Civil Judgments and Judgment Enforcement
How to Avoid Judgments on Your Property
A court's formal decision in a lawsuit is called a judgment. Once a judgment is entered, it denotes closure of a lawsuit as well as the issues raised by contesting parties. Some types of common judgment orders by the court, sometimes also called a judgment, include:
- Sometimes, when one party fails to appear or respond to a summons, a court will automatically enter a judgment in favor of the opposing party. Such a judgment is called a default judgment and it is usually entered in the plaintiff's favor.
- Some kinds of judgments do not order any of the parties to take any action on the basis of the judgment. The judgment might only declare the rights and obligations of the parties. This kind of judgment is entered in civil cases and is called a declaratory judgment.
- Sometimes, a judgment may be entered without going into full trial of the case. The judgment is entered purely on merits of the case by deciding certain questions of law and not questions of fact. This is a summary judgment and is entered when a motion for summary judgment is filed by one of the parties.

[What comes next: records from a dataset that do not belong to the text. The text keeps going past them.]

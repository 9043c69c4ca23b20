use std::collections::BTreeSet;

use super::model::IndicatorTable;
use crate::error::GapError;

/// Countries offered for selection: the sorted union over all tables.
pub fn country_universe(tables: &[IndicatorTable]) -> Vec<String> {
    tables
        .iter()
        .flat_map(|t| t.countries())
        .collect::<BTreeSet<&str>>()
        .into_iter()
        .map(str::to_string)
        .collect()
}

/// Keep the rows whose country is selected, in source order.
///
/// `metric_key` only labels the error when nothing matches: an empty
/// selection, or countries the table does not cover.
pub fn filter_countries(
    table: &IndicatorTable,
    countries: &BTreeSet<String>,
    metric_key: &str,
) -> Result<IndicatorTable, GapError> {
    let rows: Vec<_> = table
        .rows
        .iter()
        .filter(|row| countries.contains(&row.country))
        .cloned()
        .collect();

    if rows.is_empty() {
        return Err(GapError::EmptyResult {
            metric: metric_key.to_string(),
        });
    }
    Ok(table.with_rows(rows))
}

#[cfg(test)]
mod tests {
    use super::*;
    use crate::data::model::{IndicatorRow, SourceId};

    fn table() -> IndicatorTable {
        IndicatorTable::new(
            SourceId::OurWorldInData,
            vec!["mfg_value_pct".into()],
            vec![
                IndicatorRow::new("Kenya", 2021).with_value("mfg_value_pct", 7.3),
                IndicatorRow::new("Chile", 2021).with_value("mfg_value_pct", 9.8),
                IndicatorRow::new("Kenya", 2022).with_value("mfg_value_pct", 7.1),
                IndicatorRow::new("Korea, Rep.", 2022).with_value("mfg_value_pct", 28.4),
            ],
        )
    }

    fn set(countries: &[&str]) -> BTreeSet<String> {
        countries.iter().map(|c| c.to_string()).collect()
    }

    #[test]
    fn keeps_selected_rows_in_source_order() {
        let filtered = filter_countries(&table(), &set(&["Korea, Rep.", "Kenya"]), "mfg_value_pct")
            .unwrap();
        let keys: Vec<(&str, i32)> = filtered
            .rows
            .iter()
            .map(|r| (r.country.as_str(), r.year))
            .collect();
        assert_eq!(keys, [("Kenya", 2021), ("Kenya", 2022), ("Korea, Rep.", 2022)]);
        assert_eq!(filtered.columns, ["mfg_value_pct"]);
        assert_eq!(filtered.source, SourceId::OurWorldInData);
    }

    #[test]
    fn no_match_is_empty_result() {
        let err = filter_countries(&table(), &set(&["France"]), "mfg_value_pct").unwrap_err();
        assert!(matches!(err, GapError::EmptyResult { .. }));

        let err = filter_countries(&table(), &BTreeSet::new(), "mfg_value_pct").unwrap_err();
        assert!(matches!(err, GapError::EmptyResult { .. }));
    }

    #[test]
    fn universe_is_sorted_union() {
        let other = IndicatorTable::new(
            SourceId::WorldBank,
            vec![],
            vec![IndicatorRow::new("Brazil", 2020), IndicatorRow::new("Kenya", 2020)],
        );
        assert_eq!(
            country_universe(&[table(), other]),
            ["Brazil", "Chile", "Kenya", "Korea, Rep."]
        );
    }
}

- Another kind of judgment is a deficiency judgment. This applies to situations where there is a loan default. In such cases, a lender takes possession of the property. However if the value of the property is less than the loan, the lender can take legal action against the borrower, seeking a deficiency judgment for the amount of loan that is deficient.
- If you have defaulted on a credit card payment, there are chances of a credit card judgment being entered against you. If a credit card company secures a credit card judgment, it becomes the judgment creditor and the credit card company is entitled to recover the amount due. Generally, creditors file lawsuits for unpaid debt without informing their debtors. If a civil judgment entered on your credit report, it indicates that your creditor has filed a suit against you.
Although having secured a court judgment in your favor offers immense relief, it might be a more difficult task to enforce the judgment. Judgment enforcement is not automatic. You have to take action to get a judgment enforced. If you are not satisfied with a judgment, you have the option of filing an appeal before a higher court showing why the judgment should not have been entered. The appellate court, if convinced, will grant a vacate judgment motion over the lower court.